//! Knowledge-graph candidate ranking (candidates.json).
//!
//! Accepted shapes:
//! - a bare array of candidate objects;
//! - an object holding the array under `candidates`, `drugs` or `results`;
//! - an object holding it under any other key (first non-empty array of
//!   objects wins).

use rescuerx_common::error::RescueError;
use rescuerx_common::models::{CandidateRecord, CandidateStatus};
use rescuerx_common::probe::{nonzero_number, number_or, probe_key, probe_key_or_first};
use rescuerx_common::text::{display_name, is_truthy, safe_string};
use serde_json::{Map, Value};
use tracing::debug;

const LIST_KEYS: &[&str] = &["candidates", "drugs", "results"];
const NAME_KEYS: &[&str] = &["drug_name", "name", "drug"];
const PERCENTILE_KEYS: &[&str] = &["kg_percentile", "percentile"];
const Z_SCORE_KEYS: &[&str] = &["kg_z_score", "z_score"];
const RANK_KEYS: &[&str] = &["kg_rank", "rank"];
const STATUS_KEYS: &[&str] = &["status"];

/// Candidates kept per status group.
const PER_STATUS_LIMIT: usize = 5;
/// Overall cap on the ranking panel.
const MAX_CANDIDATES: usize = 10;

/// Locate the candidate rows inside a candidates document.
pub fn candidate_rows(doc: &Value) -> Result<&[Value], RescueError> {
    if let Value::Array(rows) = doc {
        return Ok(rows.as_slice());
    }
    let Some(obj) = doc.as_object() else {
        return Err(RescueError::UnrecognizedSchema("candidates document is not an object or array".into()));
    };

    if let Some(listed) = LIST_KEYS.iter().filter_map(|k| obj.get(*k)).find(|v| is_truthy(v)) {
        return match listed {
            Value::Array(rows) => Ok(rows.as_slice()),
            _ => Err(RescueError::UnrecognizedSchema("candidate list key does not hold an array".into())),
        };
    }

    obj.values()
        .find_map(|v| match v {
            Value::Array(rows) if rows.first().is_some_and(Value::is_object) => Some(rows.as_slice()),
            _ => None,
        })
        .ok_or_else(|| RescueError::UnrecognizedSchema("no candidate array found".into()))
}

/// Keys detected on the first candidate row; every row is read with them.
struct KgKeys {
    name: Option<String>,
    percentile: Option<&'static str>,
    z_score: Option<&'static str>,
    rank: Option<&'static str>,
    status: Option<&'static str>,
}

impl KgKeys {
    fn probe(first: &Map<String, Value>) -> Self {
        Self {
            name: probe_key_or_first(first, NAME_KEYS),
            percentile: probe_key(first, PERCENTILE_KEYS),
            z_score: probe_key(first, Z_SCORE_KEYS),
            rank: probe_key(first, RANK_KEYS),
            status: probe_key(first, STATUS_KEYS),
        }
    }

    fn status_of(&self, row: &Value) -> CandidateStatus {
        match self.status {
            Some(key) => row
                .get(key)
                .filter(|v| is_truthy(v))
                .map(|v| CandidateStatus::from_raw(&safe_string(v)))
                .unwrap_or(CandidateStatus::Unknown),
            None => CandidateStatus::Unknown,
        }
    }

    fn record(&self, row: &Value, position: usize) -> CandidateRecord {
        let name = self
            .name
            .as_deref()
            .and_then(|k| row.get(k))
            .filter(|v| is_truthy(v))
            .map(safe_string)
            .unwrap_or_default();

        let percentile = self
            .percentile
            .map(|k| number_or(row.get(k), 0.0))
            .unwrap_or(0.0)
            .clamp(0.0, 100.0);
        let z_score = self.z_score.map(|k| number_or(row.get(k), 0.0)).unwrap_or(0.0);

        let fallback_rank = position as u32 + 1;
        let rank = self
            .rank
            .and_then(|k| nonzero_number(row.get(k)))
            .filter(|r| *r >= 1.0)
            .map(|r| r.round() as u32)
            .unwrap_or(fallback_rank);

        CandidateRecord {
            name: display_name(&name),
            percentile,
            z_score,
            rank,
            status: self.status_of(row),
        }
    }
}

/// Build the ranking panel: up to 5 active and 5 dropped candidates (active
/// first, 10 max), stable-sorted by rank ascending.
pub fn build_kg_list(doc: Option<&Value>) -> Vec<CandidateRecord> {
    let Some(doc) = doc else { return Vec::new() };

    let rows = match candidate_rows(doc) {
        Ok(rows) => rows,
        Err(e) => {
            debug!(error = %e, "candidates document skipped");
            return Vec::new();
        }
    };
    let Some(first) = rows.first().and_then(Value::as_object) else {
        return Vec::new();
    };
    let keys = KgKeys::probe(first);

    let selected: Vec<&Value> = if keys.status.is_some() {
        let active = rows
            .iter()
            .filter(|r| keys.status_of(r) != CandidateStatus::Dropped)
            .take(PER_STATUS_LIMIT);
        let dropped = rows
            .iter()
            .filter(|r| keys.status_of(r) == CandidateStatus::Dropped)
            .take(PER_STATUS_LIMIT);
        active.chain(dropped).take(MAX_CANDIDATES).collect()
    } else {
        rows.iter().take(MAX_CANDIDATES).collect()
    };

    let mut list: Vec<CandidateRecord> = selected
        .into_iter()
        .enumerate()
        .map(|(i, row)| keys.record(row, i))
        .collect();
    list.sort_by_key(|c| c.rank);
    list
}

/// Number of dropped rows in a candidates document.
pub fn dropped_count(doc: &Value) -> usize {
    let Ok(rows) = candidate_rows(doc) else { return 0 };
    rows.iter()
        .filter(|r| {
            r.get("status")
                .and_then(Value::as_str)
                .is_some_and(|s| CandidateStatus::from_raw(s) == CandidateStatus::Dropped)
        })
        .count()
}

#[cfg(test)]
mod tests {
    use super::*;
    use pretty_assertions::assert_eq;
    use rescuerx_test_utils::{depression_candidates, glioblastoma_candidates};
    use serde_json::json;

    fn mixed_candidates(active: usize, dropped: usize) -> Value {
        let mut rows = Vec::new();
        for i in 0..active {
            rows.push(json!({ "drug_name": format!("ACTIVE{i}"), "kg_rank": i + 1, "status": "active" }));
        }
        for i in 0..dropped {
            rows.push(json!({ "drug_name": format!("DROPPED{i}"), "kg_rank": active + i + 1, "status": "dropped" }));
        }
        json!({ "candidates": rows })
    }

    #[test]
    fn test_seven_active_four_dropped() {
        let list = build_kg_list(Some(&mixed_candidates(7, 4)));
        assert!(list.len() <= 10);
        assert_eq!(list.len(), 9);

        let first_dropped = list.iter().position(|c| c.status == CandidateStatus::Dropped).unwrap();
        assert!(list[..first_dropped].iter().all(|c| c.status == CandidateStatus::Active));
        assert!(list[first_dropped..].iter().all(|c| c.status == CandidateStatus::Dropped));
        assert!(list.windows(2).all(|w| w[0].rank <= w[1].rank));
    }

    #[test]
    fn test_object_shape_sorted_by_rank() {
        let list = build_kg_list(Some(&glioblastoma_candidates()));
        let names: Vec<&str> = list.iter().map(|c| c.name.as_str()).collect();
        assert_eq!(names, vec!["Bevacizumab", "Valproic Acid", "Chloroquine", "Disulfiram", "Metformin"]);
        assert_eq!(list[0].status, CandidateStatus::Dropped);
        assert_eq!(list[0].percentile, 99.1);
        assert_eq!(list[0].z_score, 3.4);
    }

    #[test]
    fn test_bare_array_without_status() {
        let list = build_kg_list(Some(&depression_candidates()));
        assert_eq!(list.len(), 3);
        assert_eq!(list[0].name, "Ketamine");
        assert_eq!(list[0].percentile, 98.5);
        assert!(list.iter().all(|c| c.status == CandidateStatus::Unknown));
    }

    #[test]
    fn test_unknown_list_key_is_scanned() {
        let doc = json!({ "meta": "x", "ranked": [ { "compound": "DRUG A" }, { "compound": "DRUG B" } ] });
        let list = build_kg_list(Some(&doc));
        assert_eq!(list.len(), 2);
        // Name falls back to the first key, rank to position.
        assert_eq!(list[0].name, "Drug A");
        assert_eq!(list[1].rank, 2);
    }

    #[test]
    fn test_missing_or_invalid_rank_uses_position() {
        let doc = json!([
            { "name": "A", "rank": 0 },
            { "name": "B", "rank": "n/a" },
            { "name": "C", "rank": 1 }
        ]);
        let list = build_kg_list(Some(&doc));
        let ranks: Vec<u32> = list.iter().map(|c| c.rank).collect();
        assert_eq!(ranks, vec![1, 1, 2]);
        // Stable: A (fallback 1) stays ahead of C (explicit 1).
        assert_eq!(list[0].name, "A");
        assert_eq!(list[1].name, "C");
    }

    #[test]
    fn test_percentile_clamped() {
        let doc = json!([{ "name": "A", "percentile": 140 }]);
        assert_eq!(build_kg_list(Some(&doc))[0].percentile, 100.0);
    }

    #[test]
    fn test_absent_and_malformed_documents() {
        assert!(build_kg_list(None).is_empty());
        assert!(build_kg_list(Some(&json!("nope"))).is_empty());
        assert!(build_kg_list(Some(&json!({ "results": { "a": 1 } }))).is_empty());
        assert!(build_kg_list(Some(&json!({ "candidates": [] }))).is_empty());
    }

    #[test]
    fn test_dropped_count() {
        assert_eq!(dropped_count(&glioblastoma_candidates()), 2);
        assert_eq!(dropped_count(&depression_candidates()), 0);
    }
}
________
Give back exactly the lines of the listing above that run from the line with "assert!(list.len() <= 10);" to the line with "let list = build_kg_list(Some(&glioblastoma_candidates()));", inclusive.

Exercise result:
        assert!(list.len() <= 10);
        assert_eq!(list.len(), 9);

        let first_dropped = list.iter().position(|c| c.status == CandidateStatus::Dropped).unwrap();
        assert!(list[..first_dropped].iter().all(|c| c.status == CandidateStatus::Active));
        assert!(list[first_dropped..].iter().all(|c| c.status == CandidateStatus::Dropped));
        assert!(list.windows(2).all(|w| w[0].rank <= w[1].rank));
    }

    #[test]
    fn test_object_shape_sorted_by_rank() {
        let list = build_kg_list(Some(&glioblastoma_candidates()));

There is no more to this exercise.